Para pelaku industri tekstil dan pakaian jadi dari Amerika Serikat (AS) serta berbagai negara lainnya mengungkapkan kekhawatiran terhadap kebijakan tarif tambahan yang sedang dipertimbangkan oleh pemerintah AS. Meskipun Presiden Donald Trump tidak mengumumkan kebijakan tersebut pada hari pelantikannya, kecemasan tetap mengemuka karena kemungkinan penerapannya masih ada.

Stephen Lamar, Presiden sekaligus Ketua Eksekutif American Apparel & Footwear Association (AAFA), menyatakan bahwa tarif tambahan berpotensi membebani rantai pasokan industri. Menurutnya, ketidakpastian ini berdampak negatif terhadap banyak pihak yang ingin membuat keputusan bisnis tetapi masih ragu karena belum adanya kejelasan mengenai kebijakan tersebut.

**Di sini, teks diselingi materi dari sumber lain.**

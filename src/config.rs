//! Application configuration management.
//!
//! Holds the badge backend URL, the OAuth client settings, the refresh
//! interval and the active local identity. Stored at
//! `~/.config/badgesync/config.json`; `BADGESYNC_*` environment variables
//! override the file.

use std::path::PathBuf;

use anyhow::Result;
use serde::{Deserialize, Serialize};
use tracing::warn;

/// Application name used for config/cache directory paths
const APP_NAME: &str = "badgesync";

/// Config file name
const CONFIG_FILE: &str = "config.json";

/// Refresh interval used when none (or a non-positive one) is configured.
pub const DEFAULT_REFRESH_MINUTES: i64 = 30;

pub const DEFAULT_AUTHORIZE_URL: &str = "https://discord.com/oauth2/authorize";

/// Query marker appended to the OAuth callback so the backend knows which
/// client is exchanging the code.
pub const DEFAULT_CLIENT_MARKER: &str = "badgesync";

#[derive(Debug, Clone, PartialEq, Serialize, Deserialize)]
#[serde(default)]
pub struct Config {
    pub backend_url: Option<String>,
    pub oauth_client_id: Option<String>,
    pub oauth_redirect_uri: Option<String>,
    pub oauth_authorize_url: String,
    pub client_marker: String,
    pub refresh_interval_minutes: i64,
    /// Local account the session and submissions are scoped to.
    pub local_user_id: Option<String>,
}

impl Default for Config {
    fn default() -> Self {
        Self {
            backend_url: None,
            oauth_client_id: None,
            oauth_redirect_uri: None,
            oauth_authorize_url: DEFAULT_AUTHORIZE_URL.to_string(),
            client_marker: DEFAULT_CLIENT_MARKER.to_string(),
            refresh_interval_minutes: DEFAULT_REFRESH_MINUTES,
            local_user_id: None,
        }
    }
}

fn non_empty(value: &Option<String>) -> Option<&str> {
    value.as_deref().map(str::trim).filter(|v| !v.is_empty())
}

impl Config {
    /// Load from disk, apply environment overrides and normalize.
    pub fn load() -> Result<Self> {
        let path = Self::config_path()?;
        let mut config = if path.exists() {
            let contents = std::fs::read_to_string(&path)?;
            serde_json::from_str(&contents)?
        } else {
            Self::default()
        };
        config.apply_env(|key| std::env::var(key).ok());
        config.normalize();
        Ok(config)
    }

    pub fn save(&self) -> Result<()> {
        let path = Self::config_path()?;
        if let Some(parent) = path.parent() {
            std::fs::create_dir_all(parent)?;
        }
        let contents = serde_json::to_string_pretty(self)?;
        std::fs::write(path, contents)?;
        Ok(())
    }

    fn config_path() -> Result<PathBuf> {
        let config_dir = dirs::config_dir()
            .ok_or_else(|| anyhow::anyhow!("Could not find config directory"))?;
        Ok(config_dir.join(APP_NAME).join(CONFIG_FILE))
    }

    /// Directory for the persistent store.
    pub fn data_dir(&self) -> Result<PathBuf> {
        let cache_dir = dirs::cache_dir()
            .ok_or_else(|| anyhow::anyhow!("Could not find cache directory"))?;
        Ok(cache_dir.join(APP_NAME))
    }

    /// Override fields from `BADGESYNC_*` variables, looked up through `var`.
    pub fn apply_env<F>(&mut self, var: F)
    where
        F: Fn(&str) -> Option<String>,
    {
        if let Some(v) = var("BADGESYNC_BACKEND_URL") {
            self.backend_url = Some(v);
        }
        if let Some(v) = var("BADGESYNC_CLIENT_ID") {
            self.oauth_client_id = Some(v);
        }
        if let Some(v) = var("BADGESYNC_REDIRECT_URI") {
            self.oauth_redirect_uri = Some(v);
        }
        if let Some(v) = var("BADGESYNC_LOCAL_USER") {
            self.local_user_id = Some(v);
        }
        if let Some(v) = var("BADGESYNC_REFRESH_MINUTES") {
            match v.trim().parse() {
                Ok(minutes) => self.refresh_interval_minutes = minutes,
                Err(_) => {
                    warn!(value = %v, "Ignoring unparseable BADGESYNC_REFRESH_MINUTES");
                    self.refresh_interval_minutes = DEFAULT_REFRESH_MINUTES;
                }
            }
        }
    }

    /// Reset a non-positive refresh interval to the default and tidy URLs.
    pub fn normalize(&mut self) {
        if self.refresh_interval_minutes <= 0 {
            warn!(
                minutes = self.refresh_interval_minutes,
                "Invalid refresh interval, using default"
            );
            self.refresh_interval_minutes = DEFAULT_REFRESH_MINUTES;
        }
        if let Some(url) = self.backend_url.as_mut() {
            let trimmed = url.trim().trim_end_matches('/').to_string();
            *url = trimmed;
        }
        if self.client_marker.trim().is_empty() {
            self.client_marker = DEFAULT_CLIENT_MARKER.to_string();
        }
        if self.oauth_authorize_url.trim().is_empty() {
            self.oauth_authorize_url = DEFAULT_AUTHORIZE_URL.to_string();
        }
    }

    pub fn backend(&self) -> Option<&str> {
        non_empty(&self.backend_url)
    }

    pub fn client_id(&self) -> Option<&str> {
        non_empty(&self.oauth_client_id)
    }

    pub fn redirect_uri(&self) -> Option<&str> {
        non_empty(&self.oauth_redirect_uri)
    }

    pub fn local_user(&self) -> Option<&str> {
        non_empty(&self.local_user_id)
    }
}

#[cfg(test)]
mod tests {
    use super::*;
    use std::collections::HashMap;

    #[test]
    fn test_normalize_resets_non_positive_interval() {
        let mut config = Config {
            refresh_interval_minutes: 0,
            ..Config::default()
        };
        config.normalize();
        assert_eq!(config.refresh_interval_minutes, DEFAULT_REFRESH_MINUTES);

        config.refresh_interval_minutes = -3;
        config.normalize();
        assert_eq!(config.refresh_interval_minutes, DEFAULT_REFRESH_MINUTES);

        config.refresh_interval_minutes = 2;
        config.normalize();
        assert_eq!(config.refresh_interval_minutes, 2);
    }

    #[test]
    fn test_normalize_trims_backend_url() {
        let mut config = Config {
            backend_url: Some(" https://badges.test/ ".to_string()),
            ..Config::default()
        };
        config.normalize();
        assert_eq!(config.backend(), Some("https://badges.test"));
    }

    #[test]
    fn test_blank_values_count_as_missing() {
        let config = Config {
            backend_url: Some("   ".to_string()),
            oauth_client_id: Some(String::new()),
            ..Config::default()
        };
        assert_eq!(config.backend(), None);
        assert_eq!(config.client_id(), None);
        assert_eq!(config.redirect_uri(), None);
    }

    #[test]
    fn test_env_overrides() {
        let vars: HashMap<&str, &str> = [
            ("BADGESYNC_BACKEND_URL", "https://env.test"),
            ("BADGESYNC_CLIENT_ID", "client"),
            ("BADGESYNC_LOCAL_USER", "local-9"),
            ("BADGESYNC_REFRESH_MINUTES", "abc"),
        ]
        .into_iter()
        .collect();

        let mut config = Config {
            refresh_interval_minutes: 12,
            ..Config::default()
        };
        config.apply_env(|key| vars.get(key).map(|v| v.to_string()));

        assert_eq!(config.backend(), Some("https://env.test"));
        assert_eq!(config.client_id(), Some("client"));
        assert_eq!(config.local_user(), Some("local-9"));
        assert_eq!(config.refresh_interval_minutes, DEFAULT_REFRESH_MINUTES);
    }

    #[test]
    fn test_partial_file_uses_defaults() {
        let config: Config = serde_json::from_str(r#"{"backend_url": "https://x.test"}"#).unwrap();
        assert_eq!(config.backend(), Some("https://x.test"));
        assert_eq!(config.refresh_interval_minutes, DEFAULT_REFRESH_MINUTES);
        assert_eq!(config.client_marker, DEFAULT_CLIENT_MARKER);
    }
}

Dalam sebuah diskusi panel di ajang Texworld NYC, Lamar menegaskan bahwa jika tarif diterapkan, beban akhirnya akan ditanggung oleh konsumen. Ia juga mengidentifikasi tarif dan regulasi sebagai dua faktor utama yang akan memengaruhi biaya rantai pasokan pada 2025. Selama kampanye kepresidenannya pada 2024, Trump mengancam akan memberlakukan tarif universal sebesar 10 hingga 20 persen terhadap semua barang impor, yang memicu kekhawatiran luas di sektor perdagangan.

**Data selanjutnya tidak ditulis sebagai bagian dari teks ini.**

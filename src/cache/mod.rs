//! Local cache of the approved-badge catalog.
//!
//! - `CacheRecord`: the persisted snapshot, keyed by schema version
//! - `BadgeIndex`: owner lookup rebuilt from the record on every change
//! - `BadgeSync::refresh`: conditional revalidation against the backend
//!
//! A snapshot is only ever replaced wholesale. A 304 leaves everything,
//! including the persisted copy, untouched.

pub mod index;
pub mod record;
pub mod sync;

pub use index::BadgeIndex;
pub use record::{CacheRecord, CACHE_VERSION};
pub use sync::RefreshOutcome;
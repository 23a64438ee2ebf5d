//! Change notification fan-out.
//!
//! UI bindings subscribe a zero-argument callback and re-render whenever the
//! cache, the session or the submission list changes. Delivery iterates over a
//! snapshot of the registry, so listeners may subscribe or unsubscribe from
//! inside a callback.

use std::sync::atomic::{AtomicU64, Ordering};
use std::sync::{Arc, Mutex, MutexGuard, PoisonError, Weak};

/// Callback invoked on every change.
pub type Listener = Arc<dyn Fn() + Send + Sync>;

#[derive(Default)]
struct Registry {
    next_id: AtomicU64,
    listeners: Mutex<Vec<(u64, Listener)>>,
}

impl Registry {
    fn entries(&self) -> MutexGuard<'_, Vec<(u64, Listener)>> {
        self.listeners.lock().unwrap_or_else(PoisonError::into_inner)
    }

    fn remove(&self, id: u64) {
        self.entries().retain(|(entry_id, _)| *entry_id != id);
    }
}

/// Observer registry keyed by opaque subscription tokens.
/// Clone is cheap and every clone shares the same registry.
#[derive(Clone, Default)]
pub struct ChangeNotifier {
    registry: Arc<Registry>,
}

impl ChangeNotifier {
    pub fn new() -> Self {
        Self::default()
    }

    /// Register `listener`. Each call yields its own `Subscription`, even when
    /// the same `Arc` is registered twice; delivery still calls it once.
    pub fn subscribe(&self, listener: Listener) -> Subscription {
        let id = self.registry.next_id.fetch_add(1, Ordering::Relaxed);
        self.registry.entries().push((id, listener));
        Subscription {
            id,
            registry: Arc::downgrade(&self.registry),
        }
    }

    pub fn subscribe_fn<F>(&self, f: F) -> Subscription
    where
        F: Fn() + Send + Sync + 'static,
    {
        self.subscribe(Arc::new(f))
    }

    /// Invoke every listener registered at the moment of the call.
    pub fn notify(&self) {
        let snapshot: Vec<Listener> = {
            let entries = self.registry.entries();
            let mut unique: Vec<Listener> = Vec::with_capacity(entries.len());
            for (_, listener) in entries.iter() {
                if !unique.iter().any(|seen| same_listener(seen, listener)) {
                    unique.push(Arc::clone(listener));
                }
            }
            unique
        };

        for listener in snapshot {
            listener();
        }
    }

    pub fn listener_count(&self) -> usize {
        self.registry.entries().len()
    }

    /// Drop every registration.
    pub fn clear(&self) {
        self.registry.entries().clear();
    }
}

fn same_listener(a: &Listener, b: &Listener) -> bool {
    std::ptr::eq(
        Arc::as_ptr(a) as *const (),
        Arc::as_ptr(b) as *const (),
    )
}

/// Handle returned by `ChangeNotifier::subscribe`.
/// Dropping it does not unsubscribe; call `unsubscribe`.
#[derive(Debug, Clone)]
pub struct Subscription {
    id: u64,
    registry: Weak<Registry>,
}

impl Subscription {
    /// Remove this registration. Calling it again is a no-op.
    pub fn unsubscribe(&self) {
        if let Some(registry) = self.registry.upgrade() {
            registry.remove(self.id);
        }
    }
}

impl std::fmt::Debug for Registry {
    fn fmt(&self, f: &mut std::fmt::Formatter<'_>) -> std::fmt::Result {
        f.debug_struct("Registry")
            .field("listeners", &self.entries().len())
            .finish()
    }
}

Jonathan Gold, Wakil Presiden Kebijakan Rantai Pasokan dan Bea Cukai di National Retail Federation AS, juga menyoroti dampak ekonomi dari kebijakan tersebut. Ia menjelaskan bahwa tarif tidak dibayar oleh pemerintah atau negara asing, melainkan oleh para pengimpor AS, yang pada akhirnya harus meneruskan beban biaya ini kepada konsumen. Kenaikan tarif ini diperkirakan terlalu besar untuk diserap oleh importir, sehingga harga barang akan meningkat secara signifikan di pasar.

Blake Harden, Wakil Presiden Perdagangan Internasional di Retail Industry Leaders Association (RILA), mengungkapkan bahwa memorandum "Kebijakan Perdagangan America First" yang diterbitkan Trump memberikan sinyal kuat bahwa pemerintahannya tengah mempertimbangkan berbagai tarif berdasarkan berbagai alasan. Jika kebijakan ini diterapkan, terutama terhadap impor dari Meksiko dan Kanada, dampaknya akan semakin luas dan langsung dirasakan oleh konsumen akhir.

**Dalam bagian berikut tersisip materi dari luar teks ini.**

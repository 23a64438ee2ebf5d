use async_trait::async_trait;

use super::ApiError;
use crate::models::{ApprovedBadge, AuthState, SubmissionBadge};

/// Result of a catalog request.
#[derive(Debug, Clone, PartialEq)]
pub enum CatalogFetch {
    /// The server answered 304 to our `If-None-Match`.
    NotModified,
    Fetched {
        badges: Vec<ApprovedBadge>,
        /// Value of the response `ETag` header, if any.
        etag: Option<String>,
    },
}

/// Icon image picked for a submission.
#[derive(Debug, Clone, PartialEq)]
pub struct IconFile {
    pub file_name: String,
    pub mime_type: String,
    pub bytes: Vec<u8>,
}

impl IconFile {
    pub fn new(
        file_name: impl Into<String>,
        mime_type: impl Into<String>,
        bytes: Vec<u8>,
    ) -> Self {
        Self {
            file_name: file_name.into(),
            mime_type: mime_type.into(),
            bytes,
        }
    }

    /// Read an icon from disk, guessing the MIME type from the extension.
    pub async fn from_path(path: &std::path::Path) -> anyhow::Result<Self> {
        use anyhow::Context;

        let bytes = tokio::fs::read(path)
            .await
            .with_context(|| format!("Failed to read icon file: {}", path.display()))?;
        let file_name = path
            .file_name()
            .map(|n| n.to_string_lossy().into_owned())
            .unwrap_or_else(|| "icon".to_string());
        let extension = path
            .extension()
            .map(|e| e.to_string_lossy().to_lowercase())
            .unwrap_or_default();
        let mime_type = match extension.as_str() {
            "png" => "image/png",
            "jpg" | "jpeg" => "image/jpeg",
            "gif" => "image/gif",
            "webp" => "image/webp",
            _ => "application/octet-stream",
        };
        Ok(Self::new(file_name, mime_type, bytes))
    }
}

/// Remote endpoints used by the core. `backend` is the configured base URL
/// without a trailing slash.
#[async_trait]
pub trait BadgeApi: Send + Sync {
    /// `GET {backend}/badges/approved`, conditional on `etag` when given.
    async fn fetch_approved(
        &self,
        backend: &str,
        etag: Option<&str>,
    ) -> Result<CatalogFetch, ApiError>;

    /// `GET {backend}/badges/mine`.
    async fn fetch_mine(&self, backend: &str, token: &str)
        -> Result<Vec<SubmissionBadge>, ApiError>;

    /// `POST {backend}/badges/submit` as multipart (metadata JSON + icon).
    async fn submit(
        &self,
        backend: &str,
        token: &str,
        name: &str,
        icon: &IconFile,
    ) -> Result<(), ApiError>;

    /// `POST {backend}/auth/logout`.
    async fn logout(&self, backend: &str, token: &str) -> Result<(), ApiError>;

    /// Trade an OAuth callback (already tagged with the client marker) for a
    /// session.
    async fn exchange(&self, exchange_url: &str) -> Result<AuthState, ApiError>;
}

Carlos Couttolenc Lopez, Presiden Textiles La Libertad, perusahaan tekstil asal Meksiko, menyoroti dampak tarif tambahan terhadap industri tekstil negaranya. Ia menyatakan bahwa perdagangan bebas antara Meksiko, AS, dan Kanada akan terhambat jika AS benar-benar menerapkan kebijakan tarif. Saat ini, sekitar 40 persen pangsa pasar perusahaannya bergantung pada ekspor ke AS dengan margin keuntungan yang sudah tipis. Jika tarif diterapkan, ia harus menaikkan harga atau mencari solusi bersama pelanggan Amerika.

Kekhawatiran serupa juga diungkapkan oleh Vuong Duc Anh dari Vietnam National Textile and Garment Group (Vinatex). Ia berharap kebijakan tarif tidak diberlakukan karena akan membebani konsumen AS. Selain itu, Anh memperingatkan bahwa penerapan tarif baru dapat memicu inflasi, yang pada akhirnya dapat mempengaruhi kebijakan suku bunga oleh Federal Reserve.

Para pelaku industri tekstil dan pakaian jadi di berbagai negara kini berada dalam posisi menunggu, dengan harapan bahwa pemerintah AS akan mempertimbangkan kembali kebijakan ini secara matang. Jika tarif tetap diberlakukan, mereka harus mencari cara untuk menyesuaikan biaya produksi serta menjalin kerja sama lebih erat dengan mitra dagang guna mengurangi dampak yang ditimbulkan.